Most studies involved follow up hospital case series, and reporting of smoking status was usually at some follow up appointment, though it was not validated, for example by biochemical measurement, in most studies. Most studies had a clear definition of the cardiac event. Loss to follow up was usually small. Size varied from under 100 to over 4,000 patients.
There were fewer deaths in quitters (18%) than in people who continued to smoke (27%), and the degree of reduction was consistent across all death rates reported (Figure 1). Results were broadly similar in all studies, and in six higher quality studies with about two-thirds of all patients (Table 1). Higher quality here was defined by a sample size of 500 smokers at baseline, with fewer than 15% dropouts, and with adequate or good control of confounding.
Smoking with CHD
All of us deal with risk every day. If you drive on the roads in the UK, you accept a (roughly) 1 in 18,000 chance of dying in a road accident in one year. Given the volume of traffic on our roads, that is a risk most of us are willing to accept. But it is not an unthinking acceptance, because many of us try to minimise the risk by driving carefully, and especially by buying safer cars with air bags and crumple zones.

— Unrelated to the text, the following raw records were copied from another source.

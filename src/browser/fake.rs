//! In-memory browser used by the test suite.
//!
//! Pages are keyed by URL and elements by the exact selector string the
//! code under test queries with.

use std::collections::{HashMap, HashSet};
use std::sync::atomic::{AtomicBool, AtomicUsize, Ordering};
use std::sync::{Arc, Mutex};
use std::time::Duration;

use async_trait::async_trait;

use crate::app::{PipelineError, Result};
use crate::browser::{BrowserSession, Element, ElementHandle};

#[derive(Debug, Clone, Default)]
pub struct FakeElement {
    text: Option<String>,
    attributes: HashMap<String, String>,
    children: HashMap<String, Vec<FakeElement>>,
    scripts: Vec<(String, String)>,
    hidden: bool,
    clicks: Arc<AtomicUsize>,
}

impl FakeElement {
    pub fn new() -> Self {
        Self::default()
    }

    pub fn text(mut self, text: &str) -> Self {
        self.text = Some(text.to_string());
        self
    }

    pub fn attr(mut self, name: &str, value: &str) -> Self {
        self.attributes.insert(name.to_string(), value.to_string());
        self
    }

    pub fn child(mut self, selector: &str, child: FakeElement) -> Self {
        self.children
            .entry(selector.to_string())
            .or_default()
            .push(child);
        self
    }

    /// Answer `call_script` for any function containing `needle`.
    pub fn script(mut self, needle: &str, result: &str) -> Self {
        self.scripts.push((needle.to_string(), result.to_string()));
        self
    }

    pub fn hidden(mut self) -> Self {
        self.hidden = true;
        self
    }

    pub fn clicks(&self) -> usize {
        self.clicks.load(Ordering::SeqCst)
    }
}

#[async_trait]
impl ElementHandle for FakeElement {
    async fn text(&self) -> Option<String> {
        self.text.clone()
    }

    async fn attribute(&self, name: &str) -> Option<String> {
        self.attributes.get(name).cloned()
    }

    async fn find_all(&self, selector: &str) -> Vec<Element> {
        boxed(self.children.get(selector))
    }

    async fn is_visible(&self) -> bool {
        !self.hidden
    }

    async fn click(&self) -> Result<()> {
        self.clicks.fetch_add(1, Ordering::SeqCst);
        Ok(())
    }

    async fn call_script(&self, function: &str) -> Option<String> {
        self.scripts
            .iter()
            .find(|(needle, _)| function.contains(needle.as_str()))
            .map(|(_, result)| result.clone())
    }
}

fn boxed(elements: Option<&Vec<FakeElement>>) -> Vec<Element> {
    elements
        .map(|list| {
            list.iter()
                .cloned()
                .map(|e| Box::new(e) as Element)
                .collect()
        })
        .unwrap_or_default()
}

#[derive(Debug, Clone, Default)]
pub struct FakePage {
    elements: HashMap<String, Vec<FakeElement>>,
    scripts: Vec<(String, serde_json::Value)>,
}

impl FakePage {
    pub fn new() -> Self {
        Self::default()
    }

    pub fn with(mut self, selector: &str, element: FakeElement) -> Self {
        self.elements
            .entry(selector.to_string())
            .or_default()
            .push(element);
        self
    }

    pub fn with_all(mut self, selector: &str, elements: Vec<FakeElement>) -> Self {
        self.elements
            .entry(selector.to_string())
            .or_default()
            .extend(elements);
        self
    }

    /// Answer `execute_script` for any script containing `needle`.
    pub fn script(mut self, needle: &str, result: serde_json::Value) -> Self {
        self.scripts.push((needle.to_string(), result));
        self
    }
}

#[derive(Debug, Default)]
pub struct FakeSession {
    pages: HashMap<String, FakePage>,
    failing: HashSet<String>,
    fatal: HashSet<String>,
    current: Mutex<Option<String>>,
    visited: Mutex<Vec<String>>,
    scripts: Mutex<Vec<String>>,
    closes: AtomicUsize,
    lost: AtomicBool,
}

impl FakeSession {
    pub fn new() -> Self {
        Self::default()
    }

    pub fn page(mut self, url: &str, page: FakePage) -> Self {
        self.pages.insert(url.to_string(), page);
        self
    }

    /// Navigating to `url` fails with a page-level error.
    pub fn failing(mut self, url: &str) -> Self {
        self.failing.insert(url.to_string());
        self
    }

    /// Navigating to `url` kills the session.
    pub fn fatal(mut self, url: &str) -> Self {
        self.fatal.insert(url.to_string());
        self
    }

    pub fn visited(&self) -> Vec<String> {
        self.visited.lock().unwrap().clone()
    }

    pub fn scripts(&self) -> Vec<String> {
        self.scripts.lock().unwrap().clone()
    }

    pub fn close_count(&self) -> usize {
        self.closes.load(Ordering::SeqCst)
    }

    fn current_page(&self) -> Option<FakePage> {
        let current = self.current.lock().unwrap();
        current.as_ref().and_then(|url| self.pages.get(url).cloned())
    }
}

#[async_trait]
impl BrowserSession for FakeSession {
    async fn navigate(&self, url: &str) -> Result<()> {
        if self.lost.load(Ordering::SeqCst) || self.closes.load(Ordering::SeqCst) > 0 {
            return Err(PipelineError::SessionFatal("session closed".into()));
        }
        self.visited.lock().unwrap().push(url.to_string());

        if self.fatal.contains(url) {
            self.lost.store(true, Ordering::SeqCst);
            return Err(PipelineError::SessionFatal("browser crashed".into()));
        }
        if self.failing.contains(url) || !self.pages.contains_key(url) {
            return Err(PipelineError::Navigation {
                url: url.to_string(),
                reason: "net::ERR_CONNECTION_REFUSED".into(),
            });
        }

        *self.current.lock().unwrap() = Some(url.to_string());
        Ok(())
    }

    async fn query(&self, selector: &str) -> Vec<Element> {
        let page = self.current_page();
        boxed(page.as_ref().and_then(|p| p.elements.get(selector)))
    }

    async fn wait_for(&self, selector: &str, timeout: Duration) -> Result<()> {
        if self.query(selector).await.is_empty() {
            return Err(PipelineError::WaitTimeout {
                selector: selector.to_string(),
                timeout_ms: timeout.as_millis() as u64,
            });
        }
        Ok(())
    }

    async fn execute_script(&self, script: &str) -> Result<serde_json::Value> {
        self.scripts.lock().unwrap().push(script.to_string());
        let result = self.current_page().and_then(|page| {
            page.scripts
                .into_iter()
                .find(|(needle, _)| script.contains(needle.as_str()))
                .map(|(_, value)| value)
        });
        Ok(result.unwrap_or(serde_json::Value::Null))
    }

    async fn close(&self) -> Result<()> {
        self.closes.fetch_add(1, Ordering::SeqCst);
        Ok(())
    }
}
use std::fmt;
use std::str::FromStr;

use serde::{Deserialize, Serialize};

/// News outlets the pipeline knows how to crawl.
#[derive(Debug, Clone, Copy, PartialEq, Eq, Hash, Serialize, Deserialize)]
#[serde(rename_all = "lowercase")]
pub enum Source {
    Bbc,
    #[serde(rename = "global")]
    GlobalNews,
    Guardian,
    Cbc,
    #[serde(rename = "nytimes")]
    NyTimes,
}

impl Source {
    /// Crawl order used when the configuration does not override it.
    pub const ALL: [Source; 5] = [
        Source::Bbc,
        Source::GlobalNews,
        Source::Guardian,
        Source::Cbc,
        Source::NyTimes,
    ];

    /// Label written to the `Source` column of the staging artifact.
    pub fn label(&self) -> &'static str {
        match self {
            Source::Bbc => "BBC",
            Source::GlobalNews => "GlobalNews",
            Source::Guardian => "The Guardian",
            Source::Cbc => "CBC",
            Source::NyTimes => "NYTimes",
        }
    }

    /// Short key used on the command line and in the config file.
    pub fn key(&self) -> &'static str {
        match self {
            Source::Bbc => "bbc",
            Source::GlobalNews => "global",
            Source::Guardian => "guardian",
            Source::Cbc => "cbc",
            Source::NyTimes => "nytimes",
        }
    }
}

impl fmt::Display for Source {
    fn fmt(&self, f: &mut fmt::Formatter<'_>) -> fmt::Result {
        f.write_str(self.label())
    }
}

impl FromStr for Source {
    type Err = String;

    fn from_str(s: &str) -> Result<Self, Self::Err> {
        let needle = s.trim().to_lowercase();
        Self::ALL
            .into_iter()
            .find(|src| src.key() == needle || src.label().to_lowercase() == needle)
            .ok_or_else(|| {
                format!(
                    "Unknown source: {}. Expected one of: bbc, global, guardian, cbc, nytimes",
                    s
                )
            })
    }
}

Indeed, with cars having a greater longevity than ever, buying a new car may have more to do with safety than reliability, unless you live next door to someone called Jones.
Yet we shrug off much greater risks. Otherwise why would so many of us smoke? A defining moment for many smokers can be surviving a heart attack, when the folly of our behaviour strikes home, and smoking is given up. Others take the more fatalistic view that the damage is already done, or they need a little pleasure in life. A new systematic review [1] tells us the fatalistic view just ain't so, and that smokers with coronary heart disease have an extra 1 in 10 chance of dying over five years because of their smoking.